Saturday, July 7, 2007
|July 4th 2007|
Click on photo to see more of our 4th!
Happy 4th of July....we had a wonderful day. All but Matthew were present. We spent the day swimming with friends, thanks to their wonderful hospitality and then enjoying fireworks in the evening. I am blessed to live in America and to have such a wonderful family. Just gotta keep counting those blessings....God Bless you!
Sunday, July 1, 2007
Today Eliana Joy stood alone....I said with enthusiasm "ta da!" We did it over and over again. It was so fun to watch her be thrilled with herself. It won't be long now and she will be walking. It is sorta sad really...her independence begins.
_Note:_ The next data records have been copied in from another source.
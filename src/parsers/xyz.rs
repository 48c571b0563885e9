//! # XYZ 几何与位移向量解析器
//!
//! ## XYZ 格式说明
//! ```text
//! 3                      # 原子数
//! comment                # 注释行
//! O  0.000  0.000  0.117
//! H  0.000  0.757 -0.467
//! H  0.000 -0.757 -0.467
//! ```
//!
//! 位移向量文件前 4 行为表头，之后每行 `label dx dy dz`。
//!
//! ## 依赖关系
//! - 被 `commands/displace.rs` 使用
//! - 使用 `models/molecule.rs`

use crate::error::{Result, VibroError};
use crate::models::{Atom, Molecule};

const XYZ_HEADER_LINES: usize = 2;
const DISPLACEMENT_HEADER_LINES: usize = 4;

/// 从字符串内容解析 XYZ 格式
pub fn parse_xyz_content(content: &str, name: &str) -> Result<Molecule> {
    let mut atoms = Vec::new();

    for (i, line) in content.lines().enumerate().skip(XYZ_HEADER_LINES) {
        if line.trim().is_empty() {
            continue;
        }
        let parts: Vec<&str> = line.split_whitespace().collect();
        let position = parse_vector(&parts).ok_or_else(|| VibroError::ParseError {
            format: "xyz".to_string(),
            path: name.to_string(),
            reason: format!("Invalid atom line {}: '{}'", i + 1, line.trim()),
        })?;
        atoms.push(Atom::new(parts[0], position));
    }

    let molecule = Molecule::new(atoms);
    if molecule.is_empty() {
        return Err(VibroError::ParseError {
            format: "xyz".to_string(),
            path: name.to_string(),
            reason: "No atoms found".to_string(),
        });
    }

    Ok(molecule)
}

/// 解析简正模式位移向量
pub fn parse_displacement_content(content: &str, name: &str) -> Result<Vec<[f64; 3]>> {
    let mut vectors = Vec::new();

    for (i, line) in content.lines().enumerate().skip(DISPLACEMENT_HEADER_LINES) {
        if line.trim().is_empty() {
            continue;
        }
        let parts: Vec<&str> = line.split_whitespace().collect();
        let d = parse_vector(&parts).ok_or_else(|| VibroError::ParseError {
            format: "displacement".to_string(),
            path: name.to_string(),
            reason: format!("Invalid displacement line {}: '{}'", i + 1, line.trim()),
        })?;
        vectors.push(d);
    }

    Ok(vectors)
}

/// 将分子写成 XYZ 格式字符串
pub fn to_xyz_string(molecule: &Molecule, comment: &str) -> String {
    let mut result = String::new();

    result.push_str(&format!("{}\n", molecule.len()));
    result.push_str(&format!("{}\n", comment));

    for atom in &molecule.atoms {
        result.push_str(&format!(
            "{} {:.6} {:.6} {:.6}\n",
            atom.symbol, atom.position[0], atom.position[1], atom.position[2]
        ));
    }

    result
}

/// 读取第 2-4 列为坐标
fn parse_vector(parts: &[&str]) -> Option<[f64; 3]> {
    if parts.len() < 4 {
        return None;
    }
    Some([
        parts[1].parse().ok()?,
        parts[2].parse().ok()?,
        parts[3].parse().ok()?,
    ])
}

#[cfg(test)]
mod tests {
    use super::*;

    const WATER: &str = r#"3
water
O  0.000000  0.000000  0.117300
H  0.000000  0.757200 -0.469200
H  0.000000 -0.757200 -0.469200
"#;

    #[test]
    fn test_parse_xyz() {
        let mol = parse_xyz_content(WATER, "water").unwrap();
        assert_eq!(mol.len(), 3);
        assert_eq!(mol.atoms[0].symbol, "O");
        assert!((mol.atoms[1].position[1] - 0.7572).abs() < 1e-12);
    }

    #[test]
    fn test_parse_xyz_bad_line() {
        let content = "1\nbad\nC 0.0 zero 0.0\n";
        assert!(parse_xyz_content(content, "bad").is_err());
    }

    #[test]
    fn test_parse_displacement() {
        let content = r#"Normal mode 7
 Frequency 1650.2
 Reduced mass 1.08
 Atom  X  Y  Z
 8  0.00  0.00 -0.07
 1  0.00  0.43  0.56
 1  0.00 -0.43  0.56
"#;
        let d = parse_displacement_content(content, "mode7").unwrap();
        assert_eq!(d.len(), 3);
        assert_eq!(d[0], [0.0, 0.0, -0.07]);
        assert_eq!(d[2], [0.0, -0.43, 0.56]);
    }

    #[test]
    fn test_to_xyz_string() {
        let mol = parse_xyz_content(WATER, "water").unwrap();
        let text = to_xyz_string(&mol, "Updated Geometry");
        let lines: Vec<&str> = text.lines().collect();

        assert_eq!(lines[0], "3");
        assert_eq!(lines[1], "Updated Geometry");
        assert_eq!(lines[2], "O 0.000000 0.000000 0.117300");

        let reparsed = parse_xyz_content(&text, "again").unwrap();
        assert_eq!(reparsed, mol);
    }
}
Soon she won't need me to get around anymore. Well, if I don't stop thinking about this I'll just end up depressed. See, I like being in charge. I like making all the decisions for my kids. I like dressing them, telling them when to go to bed, scheduling their days, organizing their lives. As they move into independence the battles begin. That's because I must give up total control. As a mom with children ranging from 1 to 20 years old, I have been through this struggle before. It is right. It is a good struggle to go through. It is just as God ordained it, but it is not fun. Being a person who struggles in a huge way with disaproval, letting my children grow up, discover who they are, wear their hair how they want, date the people they choose, listen to their own music and any number of other things is the hardest work I've ever had to do, but I am so thankful to be able to do it. My relationship with my Lord has grown so much through it. He has always been in control, but I've had to surrender to it and recognize His control. I have had to turn to Him again and again as the author and perfecter of my children's faith. I have learned to turn a worry into a prayer over and over again. I am learning to enter into the rest that my Abba offers me at a moment's notice. Stopping, remembering Who is in charge, and finding rest for my soul. With rest comes peace...and don't we all long for that? God Bless you and may you find His rest this week.